Some notes on Tag behaviour:

  • Tags are case insensitive.

  • The default behaviour of not specifying any ‘Include’ tags is that everything is included.

  • The default behaviour of not specifying any ‘Exclude’ tags is that nothing is excluded.

  • When no ‘Include’ and ‘Exclude’ tags are specified Compliance Rules are not scanned recursively (existing behaviour).  When at least one tag is specified (either Include or Exclude), rules are scanned recursively.

  • You can use * to match all tags so you can use * to include everything and leave Exclude tags blank. This will trigger recursive scanning of rules (different from leaving both blank which results in the existing, shallow, non-recursive behaviour).

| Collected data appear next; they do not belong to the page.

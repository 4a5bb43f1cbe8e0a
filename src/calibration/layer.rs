use crate::calibration::state::CalibrationState;
use crate::consts::KEY_COUNT;
use crate::mapping::KeyLedMap;
use serde::Serialize;
use std::collections::BTreeMap;
use tracing::{debug, warn};

/// An LED claimed by two keys after offsets were applied.
#[derive(Debug, Clone, Copy, PartialEq, Eq, Serialize)]
#[serde(rename_all = "camelCase")]
pub struct LedConflict {
    pub led_index: usize,
    pub winner: usize,
    pub loser: usize,
}

#[derive(Debug, Clone, Default, PartialEq, Eq, Serialize)]
#[serde(rename_all = "camelCase")]
pub struct CalibrationReport {
    pub shifted_keys: usize,
    pub trimmed_keys: usize,
    /// Shifted indices that fell outside `[start_led, end_led]`.
    pub dropped_out_of_range: usize,
    pub conflicts: Vec<LedConflict>,
    /// Keys whose trim would have removed every LED.
    pub rejected_trims: Vec<usize>,
}

/// Applies offsets, then trims, to every key of the rescued base mapping.
///
/// Order per key: shift by `global_offset + key_offsets[k]`, drop indices outside the
/// usable range, settle LEDs claimed twice, then trim. A key with a non-zero offset of
/// its own keeps an LED it moved onto; otherwise the lower key index keeps it.
pub fn apply_calibration(base: &KeyLedMap, state: &CalibrationState) -> (KeyLedMap, CalibrationReport) {
    let range = state.range();
    let mut report = CalibrationReport::default();
    let mut shifted = KeyLedMap::empty();

    for (key, leds) in base.iter() {
        let shift = state.net_offset(key);
        if shift == 0 {
            shifted.set(key, leds.to_vec());
            continue;
        }
        report.shifted_keys += 1;

        let mut moved = Vec::with_capacity(leds.len());
        for &led in leds {
            let target = led as i64 + shift;
            if range.contains_signed(target) {
                moved.push(target as usize);
            } else {
                report.dropped_out_of_range += 1;
            }
        }
        if moved.len() < leds.len() {
            warn!(
                "Key {}: offset {} pushed {} LED(s) outside [{}, {}]",
                key,
                shift,
                leds.len() - moved.len(),
                range.start,
                range.end
            );
        }
        shifted.set(key, moved);
    }

    resolve_conflicts(&mut shifted, state, &mut report);

    for key in 0..KEY_COUNT {
        let trim = state.key_led_trims[key];
        if trim.is_zero() {
            continue;
        }
        let leds = shifted.leds(key);
        if leds.is_empty() {
            continue;
        }
        if trim.left.saturating_add(trim.right) >= leds.len() {
            warn!(
                "Key {}: trim {{left: {}, right: {}}} would remove all {} LED(s); keeping untrimmed",
                key,
                trim.left,
                trim.right,
                leds.len()
            );
            report.rejected_trims.push(key);
            continue;
        }
        let kept = leds[trim.left..leds.len() - trim.right].to_vec();
        shifted.set(key, kept);
        report.trimmed_keys += 1;
    }

    debug!(
        "Calibration: {} shifted, {} trimmed, {} dropped, {} conflicts, {} rejected trims",
        report.shifted_keys,
        report.trimmed_keys,
        report.dropped_out_of_range,
        report.conflicts.len(),
        report.rejected_trims.len()
    );

    (shifted, report)
}

fn resolve_conflicts(mapping: &mut KeyLedMap, state: &CalibrationState, report: &mut CalibrationReport) {
    let shared: BTreeMap<usize, Vec<usize>> = mapping.shared_leds();
    for (led, holders) in shared {
        // Holders are in ascending key order; `min_by_key` keeps the first on ties.
        let Some(&winner) = holders
            .iter()
            .min_by_key(|&&k| (state.key_offsets[k] == 0, k))
        else {
            continue;
        };
        for &loser in holders.iter().filter(|&&k| k != winner) {
            mapping.remove(loser, led);
            report.conflicts.push(LedConflict {
                led_index: led,
                winner,
                loser,
            });
            warn!(
                "LED {} claimed by keys {} and {} after offsets; key {} keeps it",
                led, winner, loser, winner
            );
        }
    }
}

You can use the -include-tag and -exclude-tag options to filter the rules which will are used in your call to the compliance test command. The way the tags are considered means that set of include tags is used before the set of negative tags is removed. In the diagram above, only the rules with tags in set A and NOT in B will be used to select Compliance Rules. In set theory this is referred to as the relative complement of B in A, or more formally B ∖ A.